The new generation of applications that will exploit the big data collected by sensors must take a ground up approach to the problem they are trying to address, not unlike that taken by Splunk.  In Splunk’s case, the application developers considered the ways the sensor data being collected from data centers must be cleaned, the other data sets with which it must be integrated/fused, the approach to interact with the resulting data sets, etc.  Splunk’s developers were able to accomplish this and deliver a very effective application because they understood the problem, the spectrum of data that must be used to address the problem, and the role the low-level data is playing in this spectrum.  They also appear to have understood the importance of providing effective analyses of the low-level data as well of the higher-level data sets that resulted when several different data sources are fused.

The Internet of Things necessitates the creation of two types of systems with data implications.  First, a new type of ERP system (the system of record) that will enable organizations to manage their infrastructure (IT infrastructure, human infrastructure, manufacturing infrastructure, field infrastructure, transportation infrastructure, etc.) in the same way that the current generation of ERP systems allow corporations to manage their critical business processes.  Second, a new analytic system that will enable organizations to organize, clean, fuse, explore and experiment, simulate and mine the data that is being stored to create predictive patterns and insights.  Today our ability to analyze the collected data is inadequate because:

  1. The sensor data we collect is too low-level; it needs to be integrated with data from other sensors, as well as higher-level data, e.g., weather data, supply chain logistics data, to create information-richer data sets. Data integration is important because a) high-velocity sensor data must be brought together and b) low-granularity sensor data needs to be integrated with other higher-granularity data.  Today integration of sensor data is still done manually on a case-by-case basis.  Standards-based ways to integrate such data, e.g., RESTful APIs, other types of web services, have not yet adopted broadly in the Internet of Things world and they need to.  We need to start thinking of sensor data APIs in the same way we have been thinking about APIs for higher-level data.  And once we start defining these standards-based APIs we also need to start thinking about API management.
  2. We don’t yet know the range of complex analyses to perform on the collected sensor data because we don’t know yet what enterprise and government problems we can solve through this data.
  3. Even for the analyses we perform, we often lack the ability to translate any analysis results to specific actions.

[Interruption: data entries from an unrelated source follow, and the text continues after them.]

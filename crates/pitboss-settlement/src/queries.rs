//! Read models.
//!
//! Every query runs against one consistent ledger snapshot.

use std::sync::Arc;

use pitboss_engine::side_totals;
use pitboss_ledger::{LedgerStore, LedgerView};
use pitboss_types::{
    ChannelId, HistoryEntry, LeaderboardEntry, LeaderboardKind, Match, MatchSnapshot,
    MatchState, PitbossError, PlayerStats, Result, User, UserId, WalletView,
    constants::{DEFAULT_HISTORY_LIMIT, LEADERBOARD_SIZE},
};
use rust_decimal::Decimal;

use crate::settings::Settings;

/// Read-only views over the ledger.
#[derive(Debug)]
pub struct Queries<S> {
    store: Arc<S>,
    settings: Settings,
}

impl<S> Clone for Queries<S> {
    fn clone(&self) -> Self {
        Self {
            store: Arc::clone(&self.store),
            settings: self.settings.clone(),
        }
    }
}

impl<S: LedgerStore> Queries<S> {
    #[must_use]
    pub fn new(store: Arc<S>, settings: Settings) -> Self {
        Self { store, settings }
    }

    /// The channel's OPEN or LOCKED match with per-side totals of pending stakes.
    ///
    /// # Errors
    /// `NoActiveMatch` if the channel has neither.
    pub fn current_match_snapshot(&self, channel: &ChannelId) -> Result<MatchSnapshot> {
        self.store.read(|view| {
            let matchup = view
                .latest_match(channel, &[MatchState::Open, MatchState::Locked])
                .ok_or_else(|| PitbossError::NoActiveMatch(channel.clone()))?;
            let bets = view.bets_for_match(matchup.id);
            Ok(MatchSnapshot {
                p1_name: display_name(view, matchup.p1),
                p2_name: display_name(view, matchup.p2),
                totals: side_totals(&bets),
                pending_bets: bets.iter().filter(|b| b.is_pending()).count(),
                matchup,
            })
        })
    }

    /// Top players by rating, or top holders of a coin.
    ///
    /// Rating boards include every registered user, unrated ones at the
    /// initial rating. Balance boards include only positive balances.
    ///
    /// # Errors
    /// `CoinNotFound` for a balance board on an unknown coin.
    pub fn leaderboard(&self, kind: &LeaderboardKind) -> Result<Vec<LeaderboardEntry>> {
        self.store.read(|view| {
            let mut rows: Vec<(User, Decimal)> = match kind {
                LeaderboardKind::Rating => view
                    .users()
                    .into_iter()
                    .map(|u| {
                        let rating = view
                            .rating(u.id)
                            .unwrap_or_else(|| self.settings.unrated(u.id))
                            .rating;
                        (u, Decimal::from(rating))
                    })
                    .collect(),
                LeaderboardKind::Balance(symbol) => {
                    if view.coin(symbol).is_none() {
                        return Err(PitbossError::CoinNotFound(symbol.clone()));
                    }
                    view.wallets(symbol)
                        .into_iter()
                        .filter(|w| w.balance > Decimal::ZERO)
                        .filter_map(|w| view.user(w.user).map(|u| (u, w.balance)))
                        .collect()
                }
            };

            rows.sort_by(|(ua, a), (ub, b)| b.cmp(a).then_with(|| ua.key().cmp(&ub.key())));
            Ok(rows
                .into_iter()
                .take(LEADERBOARD_SIZE)
                .enumerate()
                .map(|(i, (user, value))| LeaderboardEntry {
                    rank: i + 1,
                    user: user.id,
                    username: user.username,
                    value,
                })
                .collect())
        })
    }

    /// # Errors
    /// `UserNotFound` for an unknown user.
    pub fn player_stats(&self, username: &str) -> Result<PlayerStats> {
        self.store.read(|view| {
            let user = find_user(view, username)?;
            let rating = view.rating(user.id).unwrap_or_else(|| self.settings.unrated(user.id));
            Ok(PlayerStats { user, rating })
        })
    }

    /// A player's settled matches with a result, newest first.
    ///
    /// `limit` defaults to [`DEFAULT_HISTORY_LIMIT`].
    ///
    /// # Errors
    /// `UserNotFound` for an unknown user.
    pub fn match_history(&self, username: &str, limit: Option<usize>) -> Result<Vec<HistoryEntry>> {
        let limit = limit.unwrap_or(DEFAULT_HISTORY_LIMIT);
        self.store.read(|view| {
            let user = find_user(view, username)?;
            Ok(view
                .matches_for_user(user.id)
                .into_iter()
                .filter(|m| m.state == MatchState::Settled && m.winner.is_some())
                .take(limit)
                .map(|m| history_entry(view, m))
                .collect())
        })
    }

    /// Every balance a user holds, by symbol.
    ///
    /// # Errors
    /// `UserNotFound` for an unknown user.
    pub fn wallet(&self, username: &str) -> Result<WalletView> {
        self.store.read(|view| {
            let user = find_user(view, username)?;
            Ok(WalletView {
                user: user.id,
                balances: view.wallets_of(user.id),
            })
        })
    }
}

fn find_user(view: &dyn LedgerView, username: &str) -> Result<User> {
    view.user_by_name(username)
        .ok_or_else(|| PitbossError::UserNotFound(username.trim().to_string()))
}

fn display_name(view: &dyn LedgerView, id: UserId) -> String {
    view.user(id).map_or_else(|| id.to_string(), |u| u.username)
}

fn history_entry(view: &dyn LedgerView, matchup: Match) -> HistoryEntry {
    let winner_name = matchup.winner.map(|side| display_name(view, matchup.player(side)));
    HistoryEntry {
        p1_name: display_name(view, matchup.p1),
        p2_name: display_name(view, matchup.p2),
        winner_name,
        matchup,
    }
}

Finally, along with these two types of systems we will need to effectively manage the IP addresses of all devices that are being connected in these sensor networks.  IPV6 gives us the ability to connect the billions of sensors using IP.  We need better ways to manage these connected devices.  Most organizations today manage them on spreadsheets.

The big data generated by the Internet of Things is opening up great opportunities for a new generation of operational and analytic applications.  Creating these applications will require taking a ground-up approach from the basic sensor technology and the data sensors can generate to the ways sensors and managed and data is integrated, to the actions that can be taken as a result of the analyzed data.